What is being asked —
Your task is to restate exactly the lines from the one holding "mod nested;" to the end of the entries below, inclusive.

Given data: Begin

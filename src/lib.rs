//! # servicevisor
//!
//! **Servicevisor** composes long-lived async services: units of work with an
//! explicit start/stop lifecycle that can own nested services, run supervised
//! background tasks, watch their own health and talk to each other over a typed
//! in-process bus.
//!
//! ## Architecture
//! ### Overview
//! ```text
//!                       ┌──────────────────────────────┐
//!                       │  ServiceBuilder              │
//!                       │  - TaskSpec (tasks)          │
//!                       │  - RequirementProvider       │
//!                       │  - listeners (by TypeKey)    │
//!                       └──────────────┬───────────────┘
//!                                      ▼
//! ┌────────────────────────────────────────────────────────────────────┐
//! │  BaseService                                                       │
//! │  - TaskCollection   (workers: service.task.index)                  │
//! │  - bus reader       (drains this service's BusQueue)               │
//! │  - ServiceCollection (nested services, started prefix)             │
//! │  - monitoring loop  (healthcheck every monitoring_interval)        │
//! └──────┬──────────────────────┬────────────────────────┬─────────────┘
//!        ▼                      ▼                        ▼
//!   ┌──────────┐          ┌──────────┐             ┌──────────────┐
//!   │ Worker 0 │   ...    │ Worker N │             │ nested       │
//!   │ (loop)   │          │ (loop)   │             │ BaseService  │ ...
//!   └──────────┘          └──────────┘             └──────────────┘
//!
//!   publish(msg) ──► ServiceBus ──► [queue svc A] ──► reader A ──► listeners of A
//!                               └─► [queue svc B] ──► reader B ──► listeners of B
//! ```
//!
//! ### Lifecycle
//! ```text
//! start():
//!   ├─► spawn task workers and the bus reader
//!   ├─► resolve requirement providers (wave order, cycles rejected up front)
//!   ├─► start nested services in order
//!   │     └─ failure ─► stop started ones in reverse, stop tasks, return Err
//!   └─► running = true, spawn monitoring loop
//!
//! monitoring loop:
//!   healthcheck() ── Err (failed unit, dead reader, unhealthy child) ──► stop()
//!
//! stop():
//!   should_stop, running = false ─► nested (reverse) ─► bus reader ─► tasks
//! ```
//!
//! ## Features
//! | Area          | Description                                                  | Key types / traits                                |
//! |---------------|--------------------------------------------------------------|---------------------------------------------------|
//! | **Services**  | Lifecycle contract and the ready-made implementation.        | [`Service`], [`BaseService`], [`ServiceBuilder`]  |
//! | **Tasks**     | Periodic or one-shot bodies with worker pools.               | [`Task`], [`TaskFn`], [`TaskSpec`], [`TaskConfig`]|
//! | **Nesting**   | Dependency-ordered nested services with rollback.            | [`RequirementProvider`]                           |
//! | **Bus**       | Typed publish/subscribe with per-service dispatch.           | [`ServiceBus`], [`TypeKey`], [`Envelope`]         |
//! | **Errors**    | Typed errors for lifecycle, task bodies and declarations.    | [`ServiceError`], [`TaskError`], [`ConfigError`]  |
//! | **Config**    | Monitoring interval, exit detection, runtime, queue bounds.  | [`ServiceConfig`], [`BusConfig`]                  |
//!
//! ## Logging
//! Every component logs through [`tracing`] with a `service` field. The crate
//! never installs a subscriber.
//!
//! ## Example
//! ```rust
//! use std::sync::Arc;
//! use std::time::Duration;
//! use servicevisor::{BaseService, RequirementProvider, Service, ServiceRef, TaskConfig, TaskError};
//!
//! #[tokio::main(flavor = "current_thread")]
//! async fn main() -> Result<(), Box<dyn std::error::Error>> {
//!     let storage: ServiceRef = Arc::new(BaseService::builder("storage").build());
//!
//!     let app = BaseService::builder("app")
//!         .task_fn("heartbeat", TaskConfig::every(Duration::from_millis(50)), |_ctx| async {
//!             Ok::<_, TaskError>(())
//!         })?
//!         .requirements(RequirementProvider::new("storage", [] as [&str; 0], move || {
//!             let storage = Arc::clone(&storage);
//!             async move { Ok(vec![storage]) }
//!         }))?
//!         .build();
//!
//!     app.start().await?;
//!     assert_eq!(app.nested_services().await, vec!["storage".to_string()]);
//!     app.stop().await?;
//!     Ok(())
//! }
//! ```

mod bus;
mod config;
mod core;
mod error;
mod nested;
mod tasks;

#[cfg(test)]
mod test_support;

// ---- Public re-exports ----

pub use bus::{BusQueue, Envelope, ServiceBus, TypeKey};
pub use config::{BusConfig, ExitDetection, ServiceConfig};
pub use core::{BaseService, Service, ServiceBuilder, ServiceRef, wait_for_shutdown_signal};
pub use error::{ConfigError, ServiceError, TaskError};
pub use nested::{ProvideFuture, RequirementProvider};
pub use tasks::{BoxTaskFuture, Task, TaskConfig, TaskFn, TaskRef, TaskSpec};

Given data: End

Reply —
mod nested;
mod tasks;

#[cfg(test)]
mod test_support;

// ---- Public re-exports ----

pub use bus::{BusQueue, Envelope, ServiceBus, TypeKey};
pub use config::{BusConfig, ExitDetection, ServiceConfig};
pub use core::{BaseService, Service, ServiceBuilder, ServiceRef, wait_for_shutdown_signal};
pub use error::{ConfigError, ServiceError, TaskError};
pub use nested::{ProvideFuture, RequirementProvider};
pub use tasks::{BoxTaskFuture, Task, TaskConfig, TaskFn, TaskRef, TaskSpec};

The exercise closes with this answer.